Problem description: Please transcribe the following records in full, exactly as given.
========
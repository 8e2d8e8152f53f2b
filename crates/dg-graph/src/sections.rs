//! Section registry.
//!
//! Sections are the top-level groups of the site. The first path segment of
//! a source file selects its section; files outside any registered section
//! belong to the root section.

use std::collections::HashSet;

use crate::error::GraphError;

/// Id of the catch-all section for top-level pages and unregistered folders.
pub const ROOT_SECTION_ID: &str = "_root";

/// Repository hosting a section's sources, used for edit links.
#[derive(Debug, Clone, PartialEq, Eq)]
pub struct RepoRef {
    pub name: String,
    pub branch: String,
    /// Directory of the docs inside the repository (e.g., "docs").
    pub docs_path: String,
}

/// Declared section.
#[derive(Debug, Clone, PartialEq, Eq)]
pub struct SectionDef {
    pub id: String,
    pub label: String,
    pub order: i64,
    pub icon: String,
    pub repo: RepoRef,
}

/// Validated set of sections plus the edit link base.
#[derive(Debug, Clone)]
pub struct SectionRegistry {
    sections: Vec<SectionDef>,
    edit_base_url: String,
}

impl SectionRegistry {
    /// Create a registry.
    ///
    /// # Errors
    ///
    /// Returns [`GraphError::Configuration`] if section ids repeat or the
    /// root section is missing.
    pub fn new(
        sections: Vec<SectionDef>,
        edit_base_url: impl Into<String>,
    ) -> Result<Self, GraphError> {
        let mut seen = HashSet::new();
        for section in &sections {
            if !seen.insert(section.id.as_str()) {
                return Err(GraphError::config(format!(
                    "Duplicate section id '{}'",
                    section.id
                )));
            }
        }
        if !seen.contains(ROOT_SECTION_ID) {
            return Err(GraphError::config(format!(
                "Missing section definition for '{ROOT_SECTION_ID}'"
            )));
        }

        Ok(Self {
            sections,
            edit_base_url: edit_base_url.into().trim_end_matches('/').to_owned(),
        })
    }

    /// Look up a section by id.
    #[must_use]
    pub fn get(&self, id: &str) -> Option<&SectionDef> {
        self.sections.iter().find(|s| s.id == id)
    }

    pub(crate) fn require(&self, id: &str) -> Result<&SectionDef, GraphError> {
        self.get(id)
            .ok_or_else(|| GraphError::config(format!("Missing section definition for '{id}'")))
    }

    /// Section owning a top-level directory.
    ///
    /// Only registered non-root ids claim a directory; everything else falls
    /// back to the root section.
    #[must_use]
    pub fn resolve_section_id<'a>(&self, dir_name: &'a str) -> &'a str {
        if dir_name != ROOT_SECTION_ID && self.get(dir_name).is_some() {
            dir_name
        } else {
            ROOT_SECTION_ID
        }
    }

    /// Sections sorted by `order`, ties kept in declaration order.
    #[must_use]
    pub fn ordered(&self) -> Vec<&SectionDef> {
        let mut ordered: Vec<&SectionDef> = self.sections.iter().collect();
        ordered.sort_by_key(|s| s.order);
        ordered
    }

    /// Build the "edit this page" URL for a source file.
    ///
    /// Non-root sections live in their own repository, so the section prefix
    /// is stripped from the path.
    pub fn edit_url(&self, section_id: &str, source_path: &str) -> Result<String, GraphError> {
        let repo = &self.require(section_id)?.repo;
        let repo_relative = if section_id == ROOT_SECTION_ID {
            source_path
        } else {
            source_path
                .strip_prefix(section_id)
                .and_then(|rest| rest.strip_prefix('/'))
                .ok_or_else(|| {
                    GraphError::config(format!(
                        "Source path '{source_path}' does not match section prefix '{section_id}/'"
                    ))
                })?
        };

        Ok(format!(
            "{}/{}/edit/{}/{}/{repo_relative}",
            self.edit_base_url, repo.name, repo.branch, repo.docs_path
        ))
    }
}
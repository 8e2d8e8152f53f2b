//! Pages API endpoint.
//!
//! Returns the view data of one route: entry, section, headings, edit URL
//! and pagination.

use std::sync::Arc;

use axum::Json;
use axum::extract::{Path, State};
use axum::http::header;
use axum::response::{IntoResponse, Response};

use crate::error::ServerError;
use crate::state::AppState;

/// Handle GET /api/pages/{*route}.
pub(crate) async fn get_page(
    Path(route): Path<String>,
    State(state): State<Arc<AppState>>,
) -> Result<Response, ServerError> {
    let route_path = format!("/{}", route.trim_matches('/'));
    let data = state
        .navigation
        .route_data(&state.repository, &route_path)?
        .ok_or_else(|| ServerError::PageNotFound(route_path.clone()))?;

    Ok((
        [(header::CACHE_CONTROL, "private, max-age=60")],
        Json(data),
    )
        .into_response())
}
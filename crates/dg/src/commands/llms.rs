//! `dg llms` command implementation.

use std::path::{Path, PathBuf};
use std::sync::Arc;

use clap::Args;
use dg_config::{CliSettings, Config};
use dg_graph::build_llms_document;
use dg_server::LLMS_FILENAME;

use super::{build_graph, source_storage};
use crate::error::CliError;
use crate::output::Output;

/// Arguments for the llms command.
#[derive(Args)]
pub(crate) struct LlmsArgs {
    /// Path to configuration file (default: auto-discover docsgraph.toml).
    #[arg(short, long)]
    config: Option<PathBuf>,

    /// Markdown source directory (overrides config).
    #[arg(short, long)]
    source_dir: Option<PathBuf>,

    /// File to write (default: llms.txt in the output directory).
    #[arg(long)]
    output: Option<PathBuf>,
}

impl LlmsArgs {
    pub(crate) fn execute(self) -> Result<(), CliError> {
        let output = Output::new();

        let cli_settings = CliSettings {
            source_dir: self.source_dir,
            ..CliSettings::default()
        };
        let config = Config::load(self.config.as_deref(), Some(&cli_settings))?;
        let target = self
            .output
            .unwrap_or_else(|| config.docs_resolved.output_dir.join(LLMS_FILENAME));

        write_llms(&config, &target)?;

        output.success(&format!("Wrote {}", target.display()));
        Ok(())
    }
}

/// Build the graph and write the plain-text dump to `target`.
pub(crate) fn write_llms(config: &Config, target: &Path) -> Result<(), CliError> {
    let storage = source_storage(config);
    let graph = build_graph(config, Arc::clone(&storage))?;
    let document = build_llms_document(
        &graph,
        &config.site.title(),
        &config.site.description,
        storage.as_ref(),
    )?;

    if let Some(parent) = target.parent() {
        std::fs::create_dir_all(parent)?;
    }
    std::fs::write(target, document)?;
    Ok(())
}

#[cfg(test)]
mod tests {
    use super::*;
    use crate::commands::tests::{load, project};

    #[test]
    fn test_write_llms() {
        let dir = project();
        let config = load(dir.path());
        let target = dir.path().join("build/llms.txt");

        write_llms(&config, &target).unwrap();

        let content = std::fs::read_to_string(&target).unwrap();
        assert!(content.starts_with("# Acme Handbook\n"));
        assert!(content.contains("Everything about Acme."));
        assert!(content.contains("### Intro\n"));
        assert!(content.contains("Source: /setup"));
        assert!(!content.contains("Usage"));
        assert!(!content.contains("llms: false"));
    }
}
========
Answer:
repository 8e2d8e8152f53f2b
filename crates/dg-graph/src/sections.rs
//! Section registry.
//!
//! Sections are the top-level groups of the site. The first path segment of
//! a source file selects its section; files outside any registered section
//! belong to the root section.

use std::collections::HashSet;

use crate::error::GraphError;

/// Id of the catch-all section for top-level pages and unregistered folders.
pub const ROOT_SECTION_ID: &str = "_root";

/// Repository hosting a section's sources, used for edit links.
#[derive(Debug, Clone, PartialEq, Eq)]
pub struct RepoRef {
    pub name: String,
    pub branch: String,
    /// Directory of the docs inside the repository (e.g., "docs").
    pub docs_path: String,
}

/// Declared section.
#[derive(Debug, Clone, PartialEq, Eq)]
pub struct SectionDef {
    pub id: String,
    pub label: String,
    pub order: i64,
    pub icon: String,
    pub repo: RepoRef,
}

/// Validated set of sections plus the edit link base.
#[derive(Debug, Clone)]
pub struct SectionRegistry {
    sections: Vec<SectionDef>,
    edit_base_url: String,
}

impl SectionRegistry {
    /// Create a registry.
    ///
    /// # Errors
    ///
    /// Returns [`GraphError::Configuration`] if section ids repeat or the
    /// root section is missing.
    pub fn new(
        sections: Vec<SectionDef>,
        edit_base_url: impl Into<String>,
    ) -> Result<Self, GraphError> {
        let mut seen = HashSet::new();
        for section in &sections {
            if !seen.insert(section.id.as_str()) {
                return Err(GraphError::config(format!(
                    "Duplicate section id '{}'",
                    section.id
                )));
            }
        }
        if !seen.contains(ROOT_SECTION_ID) {
            return Err(GraphError::config(format!(
                "Missing section definition for '{ROOT_SECTION_ID}'"
            )));
        }

        Ok(Self {
            sections,
            edit_base_url: edit_base_url.into().trim_end_matches('/').to_owned(),
        })
    }

    /// Look up a section by id.
    #[must_use]
    pub fn get(&self, id: &str) -> Option<&SectionDef> {
        self.sections.iter().find(|s| s.id == id)
    }

    pub(crate) fn require(&self, id: &str) -> Result<&SectionDef, GraphError> {
        self.get(id)
            .ok_or_else(|| GraphError::config(format!("Missing section definition for '{id}'")))
    }

    /// Section owning a top-level directory.
    ///
    /// Only registered non-root ids claim a directory; everything else falls
    /// back to the root section.
    #[must_use]
    pub fn resolve_section_id<'a>(&self, dir_name: &'a str) -> &'a str {
        if dir_name != ROOT_SECTION_ID && self.get(dir_name).is_some() {
            dir_name
        } else {
            ROOT_SECTION_ID
        }
    }

    /// Sections sorted by `order`, ties kept in declaration order.
    #[must_use]
    pub fn ordered(&self) -> Vec<&SectionDef> {
        let mut ordered: Vec<&SectionDef> = self.sections.iter().collect();
        ordered.sort_by_key(|s| s.order);
        ordered
    }

    /// Build the "edit this page" URL for a source file.
    ///
    /// Non-root sections live in their own repository, so the section prefix
    /// is stripped from the path.
    pub fn edit_url(&self, section_id: &str, source_path: &str) -> Result<String, GraphError> {
        let repo = &self.require(section_id)?.repo;
        let repo_relative = if section_id == ROOT_SECTION_ID {
            source_path
        } else {
            source_path
                .strip_prefix(section_id)
                .and_then(|rest| rest.strip_prefix('/'))
                .ok_or_else(|| {
                    GraphError::config(format!(
                        "Source path '{source_path}' does not match section prefix '{section_id}/'"
                    ))
                })?
        };

        Ok(format!(
            "{}/{}/edit/{}/{}/{repo_relative}",
            self.edit_base_url, repo.name, repo.branch, repo.docs_path
        ))
    }
}
repository 8e2d8e8152f53f2b
//! Pages API endpoint.
//!
//! Returns the view data of one route: entry, section, headings, edit URL
//! and pagination.

use std::sync::Arc;

use axum::Json;
use axum::extract::{Path, State};
use axum::http::header;
use axum::response::{IntoResponse, Response};

use crate::error::ServerError;
use crate::state::AppState;

/// Handle GET /api/pages/{*route}.
pub(crate) async fn get_page(
    Path(route): Path<String>,
    State(state): State<Arc<AppState>>,
) -> Result<Response, ServerError> {
    let route_path = format!("/{}", route.trim_matches('/'));
    let data = state
        .navigation
        .route_data(&state.repository, &route_path)?
        .ok_or_else(|| ServerError::PageNotFound(route_path.clone()))?;

    Ok((
        [(header::CACHE_CONTROL, "private, max-age=60")],
        Json(data),
    )
        .into_response())
}
filename crates/dg/src/commands/llms.rs
//! `dg llms` command implementation.

use std::path::{Path, PathBuf};
use std::sync::Arc;

use clap::Args;
use dg_config::{CliSettings, Config};
use dg_graph::build_llms_document;
use dg_server::LLMS_FILENAME;

use super::{build_graph, source_storage};
use crate::error::CliError;
use crate::output::Output;

/// Arguments for the llms command.
#[derive(Args)]
pub(crate) struct LlmsArgs {
    /// Path to configuration file (default: auto-discover docsgraph.toml).
    #[arg(short, long)]
    config: Option<PathBuf>,

    /// Markdown source directory (overrides config).
    #[arg(short, long)]
    source_dir: Option<PathBuf>,

    /// File to write (default: llms.txt in the output directory).
    #[arg(long)]
    output: Option<PathBuf>,
}

impl LlmsArgs {
    pub(crate) fn execute(self) -> Result<(), CliError> {
        let output = Output::new();

        let cli_settings = CliSettings {
            source_dir: self.source_dir,
            ..CliSettings::default()
        };
        let config = Config::load(self.config.as_deref(), Some(&cli_settings))?;
        let target = self
            .output
            .unwrap_or_else(|| config.docs_resolved.output_dir.join(LLMS_FILENAME));

        write_llms(&config, &target)?;

        output.success(&format!("Wrote {}", target.display()));
        Ok(())
    }
}

/// Build the graph and write the plain-text dump to `target`.
pub(crate) fn write_llms(config: &Config, target: &Path) -> Result<(), CliError> {
    let storage = source_storage(config);
    let graph = build_graph(config, Arc::clone(&storage))?;
    let document = build_llms_document(
        &graph,
        &config.site.title(),
        &config.site.description,
        storage.as_ref(),
    )?;

    if let Some(parent) = target.parent() {
        std::fs::create_dir_all(parent)?;
    }
    std::fs::write(target, document)?;
    Ok(())
}

#[cfg(test)]
mod tests {
    use super::*;
    use crate::commands::tests::{load, project};

    #[test]
    fn test_write_llms() {
        let dir = project();
        let config = load(dir.path());
        let target = dir.path().join("build/llms.txt");

        write_llms(&config, &target).unwrap();

        let content = std::fs::read_to_string(&target).unwrap();
        assert!(content.starts_with("# Acme Handbook\n"));
        assert!(content.contains("Everything about Acme."));
        assert!(content.contains("### Intro\n"));
        assert!(content.contains("Source: /setup"));
        assert!(!content.contains("Usage"));
        assert!(!content.contains("llms: false"));
    }
}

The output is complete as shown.